ガラスが馬鹿高いこの世界で1ルッフェ以上の大きさのガラスを用意するのは至難の業だ。金を積めば必ず買えるものでもなく、良い職人を引き当てる運も必要なのだ。
「結構羽振りがいいらしいわね」
大きなガラス扉にいち早く反応したリーア。商人向けの教育を受けていなくてもそれくらいは分かるのだろう。
「それじゃ、行ってみましょう」
成人に近い見た目をしているエリデが先頭となってガラス扉を開ける。
からんからん、と軽い音が鳴って、奥から従業員らしき若い男性が出てきた。
「いらっしゃいませ、ルイーニ商会へようこそ!」
ルイーニ商会は家や店舗、土地を専門とする商会である。マルファンテ領にいくつも支店があり、その土地にあった物件を探して来てくれるのでお勧めだと、ニンファの紙束に記してあった。
「本日はどのような物件を?」
「ええと、錬金術店を開きたいので、そのための貸店舗を」
奥の部屋に案内され、エリデが椅子を勧められたので座ろうとするが、はたとあることに気づいて固まった。
そう、従業員はエリデにしか椅子を勧めなかったのである。チェレスティーナとリーアはガン無視であった。
「あれ?」
あ、流石に気付くよね、とチェレスティーナが苦笑いをすると、
「えーっと、お子様ですか?」
「「んなわけあるかあっ!」」
思わず大分目上の人に対して敬語をかなぐり捨てて突っ込む。
これは不可抗力である。何をどう考えたらチェレスティーナたちが子供に見えるのか。胸か。胸なのか!
「し、失礼いたしました。そうしますと……」
「一緒に錬金術店を開く仲間たちです。私と同じく錬金術師ですよ」
エリデが青筋を浮かべながらなるべく声を抑えて説明する。チェレスティーナたちほど大きな子供がいると思われたということはエリデも大分年上に見られたということなので、内心では怒りの嵐が吹き荒れているはずだ。
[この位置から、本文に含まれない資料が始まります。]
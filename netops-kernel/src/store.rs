/**
 * TOPOLOGY STORE - Source de vérité unique de l'état topologique
 *
 * RÔLE : Nœuds, connexions, zones, menaces + état UI (sélection, filtre de zone).
 * Mutations synchrones consommées par le client live et par le dashboard.
 *
 * ARCHITECTURE : État possédé derrière un `Shared<T>` + notification broadcast.
 * Chaque appel de mutation émet exactement un `StoreChange`.
 * UTILITÉ : Remplace le re-render réactif implicite par un observer explicite.
 */

use crate::models::{
    Connection, ConnectionRef, ConnectionStatus, ConnectionType, NetworkNode, NetworkTopology,
    NodePatch, SecurityZone, SecurityZoneType, ThreatEvent,
};
use crate::sample::sample_topology;
use crate::state::{new_state, Shared, TopologyState};
use std::sync::atomic::{AtomicU64, Ordering};
use std::sync::Arc;
use time::OffsetDateTime;
use tokio::sync::broadcast;

const CHANGE_CAPACITY: usize = 256;

const DEFAULT_BANDWIDTH_MBPS: f64 = 1000.0;

/// Notification émise après chaque mutation.
#[derive(Debug, Clone, PartialEq)]
pub enum StoreChange {
    NodeAdded { id: String },
    NodeUpdated { id: String },
    NodeRemoved { id: String },
    ConnectionAdded { id: String },
    ConnectionRemoved { id: String },
    ConnectionsReplaced { count: usize },
    SelectionChanged { id: Option<String> },
    ZoneFilterChanged { zone: Option<SecurityZoneType> },
    TopologyLoaded,
    NodesCleared,
    Cleared,
}

#[derive(Clone)]
pub struct TopologyStore {
    state: Shared<TopologyState>,
    changes: broadcast::Sender<StoreChange>,
    revision: Arc<AtomicU64>,
    connection_seq: Arc<AtomicU64>,
}

impl TopologyStore {
    pub fn new() -> Self {
        let (changes, _) = broadcast::channel(CHANGE_CAPACITY);
        Self {
            state: new_state(TopologyState::default()),
            changes,
            revision: Arc::new(AtomicU64::new(0)),
            connection_seq: Arc::new(AtomicU64::new(0)),
        }
    }

    /// Abonnement aux notifications. Un abonné en retard perd des
    /// notifications (`Lagged`), jamais de l'état : il relit `snapshot()`.
    pub fn subscribe(&self) -> broadcast::Receiver<StoreChange> {
        self.changes.subscribe()
    }

    /// Nombre de mutations appliquées depuis la création.
    pub fn revision(&self) -> u64 {
        self.revision.load(Ordering::Acquire)
    }

    fn commit(&self, change: StoreChange) {
        self.revision.fetch_add(1, Ordering::AcqRel);
        // Err = aucun abonné, ce n'est pas une erreur
        let _ = self.changes.send(change);
    }

    // --- Nœuds ---

    /// Ajoute le nœud en fin de collection, sans contrôle de doublon.
    pub fn add_node(&self, node: NetworkNode) {
        let id = node.id.clone();
        self.state.lock().nodes.push(node);
        self.commit(StoreChange::NodeAdded { id });
    }

    /// Fusionne `patch` dans chaque nœud portant `id` ; no-op si absent.
    /// Le nœud sélectionné est corrigé en même temps s'il correspond.
    pub fn update_node(&self, id: &str, patch: &NodePatch) {
        {
            let mut state = self.state.lock();
            for node in state.nodes.iter_mut().filter(|n| n.id == id) {
                patch.apply(node);
            }
            if let Some(selected) = state.selected_node.as_mut().filter(|n| n.id == id) {
                patch.apply(selected);
            }
        }
        self.commit(StoreChange::NodeUpdated { id: id.to_string() });
    }

    /// Supprime le nœud, toutes les connexions qui le référencent, et la
    /// sélection si elle le visait.
    pub fn remove_node(&self, id: &str) {
        {
            let mut state = self.state.lock();
            state.nodes.retain(|n| n.id != id);
            state.connections.retain(|c| c.from != id && c.to != id);
            if state.selected_node.as_ref().is_some_and(|n| n.id == id) {
                state.selected_node = None;
            }
        }
        self.commit(StoreChange::NodeRemoved { id: id.to_string() });
    }

    /// Vide les nœuds uniquement ; connexions, zones et sélection restent.
    pub fn clear_nodes(&self) {
        self.state.lock().nodes.clear();
        self.commit(StoreChange::NodesCleared);
    }

    // --- Connexions ---

    /// Ajoute une connexion manuelle et retourne son id `c<unix-ms>-<seq>`.
    pub fn add_connection(&self, from: &str, to: &str, connection_type: ConnectionType) -> String {
        let millis = OffsetDateTime::now_utc().unix_timestamp_nanos() / 1_000_000;
        let seq = self.connection_seq.fetch_add(1, Ordering::Relaxed);
        let id = format!("c{millis}-{seq}");

        let connection = Connection {
            id: id.clone(),
            from: from.to_string(),
            to: to.to_string(),
            connection_type,
            latency: 0.0,
            bandwidth: DEFAULT_BANDWIDTH_MBPS,
            status: ConnectionStatus::Active,
        };
        self.state.lock().connections.push(connection);
        self.commit(StoreChange::ConnectionAdded { id: id.clone() });
        id
    }

    pub fn remove_connection(&self, id: &str) {
        self.state.lock().connections.retain(|c| c.id != id);
        self.commit(StoreChange::ConnectionRemoved { id: id.to_string() });
    }

    /// Remplace toute la collection. Les métadonnées sont fixes : https,
    /// 1000 Mbps, latence 0, active ; l'id vaut `<from>-<to>-<index>`.
    pub fn set_connections(&self, refs: &[ConnectionRef]) {
        let connections: Vec<Connection> = refs
            .iter()
            .enumerate()
            .map(|(idx, r)| Connection {
                id: format!("{}-{}-{}", r.from, r.to, idx),
                from: r.from.clone(),
                to: r.to.clone(),
                connection_type: ConnectionType::Https,
                latency: 0.0,
                bandwidth: DEFAULT_BANDWIDTH_MBPS,
                status: ConnectionStatus::Active,
            })
            .collect();
        let count = connections.len();
        self.state.lock().connections = connections;
        self.commit(StoreChange::ConnectionsReplaced { count });
    }

    // --- État UI ---

    pub fn select_node(&self, node: Option<NetworkNode>) {
        let id = node.as_ref().map(|n| n.id.clone());
        self.state.lock().selected_node = node;
        self.commit(StoreChange::SelectionChanged { id });
    }

    pub fn filter_by_zone(&self, zone: Option<SecurityZoneType>) {
        self.state.lock().filtered_zone = zone;
        self.commit(StoreChange::ZoneFilterChanged { zone });
    }

    // --- Utilitaires ---

    /// Écrase nœuds, connexions, zones et menaces (sélection et filtre intacts).
    pub fn load_topology(&self, topology: NetworkTopology) {
        {
            let mut state = self.state.lock();
            state.nodes = topology.nodes;
            state.connections = topology.connections;
            state.security_zones = topology.security_zones;
            state.threat_events = topology.threat_events;
        }
        self.commit(StoreChange::TopologyLoaded);
    }

    pub fn load_sample_data(&self) {
        self.load_topology(sample_topology());
    }

    pub fn clear_all(&self) {
        *self.state.lock() = TopologyState::default();
        self.commit(StoreChange::Cleared);
    }

    // --- Lecture ---

    pub fn snapshot(&self) -> TopologyState {
        self.state.lock().clone()
    }

    pub fn nodes(&self) -> Vec<NetworkNode> {
        self.state.lock().nodes.clone()
    }

    pub fn node(&self, id: &str) -> Option<NetworkNode> {
        self.state.lock().node(id).cloned()
    }

    pub fn node_count(&self) -> usize {
        self.state.lock().nodes.len()
    }

    pub fn connections(&self) -> Vec<Connection> {
        self.state.lock().connections.clone()
    }

    pub fn security_zones(&self) -> Vec<SecurityZone> {
        self.state.lock().security_zones.clone()
    }

    pub fn threat_events(&self) -> Vec<ThreatEvent> {
        self.state.lock().threat_events.clone()
    }

    pub fn selected_node(&self) -> Option<NetworkNode> {
        self.state.lock().selected_node.clone()
    }

    pub fn filtered_zone(&self) -> Option<SecurityZoneType> {
        self.state.lock().filtered_zone
    }
}

impl Default for TopologyStore {
    fn default() -> Self {
        Self::new()
    }
}

#[cfg(test)]
mod tests {
    use super::*;
    use crate::models::{DeviceType, Location, NodeStatus};

    fn node(id: &str) -> NetworkNode {
        NetworkNode::new(
            id,
            DeviceType::Server,
            format!("host-{id}"),
            Location { lat: 40.71, lng: -74.0 },
            "10.0.0.1",
            NodeStatus::Online,
        )
    }

    #[test]
    fn test_add_node_keeps_duplicates() {
        let store = TopologyStore::new();
        store.add_node(node("a"));
        store.add_node(node("b"));
        store.add_node(node("a"));

        assert_eq!(store.node_count(), 3);
        assert_eq!(store.revision(), 3);
    }

    #[test]
    fn test_update_missing_node_is_noop() {
        let store = TopologyStore::new();
        store.add_node(node("a"));
        let before = store.nodes();

        store.update_node("ghost", &NodePatch::new("ghost").with_status(NodeStatus::Critical));

        assert_eq!(store.nodes(), before);
    }

    #[test]
    fn test_update_patches_selected_node() {
        let store = TopologyStore::new();
        store.add_node(node("a"));
        store.select_node(store.node("a"));

        store.update_node("a", &NodePatch::new("a").with_status(NodeStatus::Warning).with_connections(12));

        assert_eq!(store.node("a").unwrap().status, NodeStatus::Warning);
        assert_eq!(store.selected_node().unwrap().connections, Some(12));
        assert_eq!(store.selected_node().unwrap().status, NodeStatus::Warning);
        assert_eq!(store.selected_node().unwrap().name, "host-a");
    }

    #[test]
    fn test_remove_node_drops_its_connections_only() {
        let store = TopologyStore::new();
        for id in ["a", "b", "c"] {
            store.add_node(node(id));
        }
        store.set_connections(&[
            ConnectionRef::new("a", "b"),
            ConnectionRef::new("c", "a"),
            ConnectionRef::new("b", "c"),
        ]);

        store.remove_node("a");

        let remaining = store.connections();
        assert_eq!(remaining.len(), 1);
        assert_eq!(remaining[0].from, "b");
        assert_eq!(remaining[0].to, "c");
        assert!(store.node("a").is_none());
    }

    #[test]
    fn test_remove_selected_node_clears_selection() {
        let store = TopologyStore::new();
        store.add_node(node("x"));
        store.select_node(store.node("x"));

        store.remove_node("x");

        assert!(store.selected_node().is_none());
    }

    #[test]
    fn test_set_connections_replaces_everything() {
        let store = TopologyStore::new();
        store.add_connection("old", "older", ConnectionType::Ssh);

        store.set_connections(&[ConnectionRef::new("a", "b"), ConnectionRef::new("b", "c")]);

        let connections = store.connections();
        assert_eq!(connections.len(), 2);
        assert_eq!(connections[0].id, "a-b-0");
        assert_eq!(connections[1].id, "b-c-1");
        for c in &connections {
            assert_eq!(c.status, ConnectionStatus::Active);
            assert_eq!(c.connection_type, ConnectionType::Https);
            assert_eq!(c.bandwidth, 1000.0);
            assert_eq!(c.latency, 0.0);
        }
    }

    #[test]
    fn test_manual_connection_ids_do_not_collide() {
        let store = TopologyStore::new();
        let first = store.add_connection("a", "b", ConnectionType::Vpn);
        let second = store.add_connection("a", "b", ConnectionType::Vpn);

        assert_ne!(first, second);
        assert!(first.starts_with('c'));

        store.remove_connection(&first);
        let left = store.connections();
        assert_eq!(left.len(), 1);
        assert_eq!(left[0].id, second);
    }

    #[test]
    fn test_clear_nodes_is_narrower_than_clear_all() {
        let store = TopologyStore::new();
        store.load_sample_data();
        store.filter_by_zone(Some(SecurityZoneType::Dmz));

        store.clear_nodes();
        let snap = store.snapshot();
        assert!(snap.nodes.is_empty());
        assert!(!snap.connections.is_empty());
        assert!(!snap.security_zones.is_empty());
        assert_eq!(snap.filtered_zone, Some(SecurityZoneType::Dmz));

        store.clear_all();
        assert_eq!(store.snapshot(), TopologyState::default());
    }

    #[tokio::test]
    async fn test_each_mutation_notifies_once() {
        let store = TopologyStore::new();
        let mut rx = store.subscribe();

        store.add_node(node("a"));
        store.update_node("a", &NodePatch::new("a").with_name("renamed"));
        store.filter_by_zone(None);

        assert_eq!(rx.recv().await.unwrap(), StoreChange::NodeAdded { id: "a".into() });
        assert_eq!(rx.recv().await.unwrap(), StoreChange::NodeUpdated { id: "a".into() });
        assert_eq!(rx.recv().await.unwrap(), StoreChange::ZoneFilterChanged { zone: None });
        assert!(rx.try_recv().is_err());
    }
}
エリデにふたりも錬金術師だと説明された従業員はきょとんとした顔になった。
「え? ああ、あなた方は修行中の身なのですね。そしてこの方のお店で経験を積もうと。はあはあ」
大いなる勘違いをしたまま頷くと、従業員はにっこり営業スマイルのままこう言った。
「あなた方がご一緒ですと、お貸しすることが出来ません」
チェレスティーナたちは予想だにしなかった返答にしばらく固まっていた。
やっと再起動したエリデが従業員を問い詰めにかかる。
「どういうことですか? どうしてチェレスたちがいると貸していただけないのですか? 納得できる説明がないと……こうですよ?」
ポシェットから映玉をはめ込んで使う杖を取り出して脅すエリデ。映玉の持ち合わせがないのでこの杖は意味がないのだが、一応『魔法を使うけど、良い?』という脅しにはなるだろう。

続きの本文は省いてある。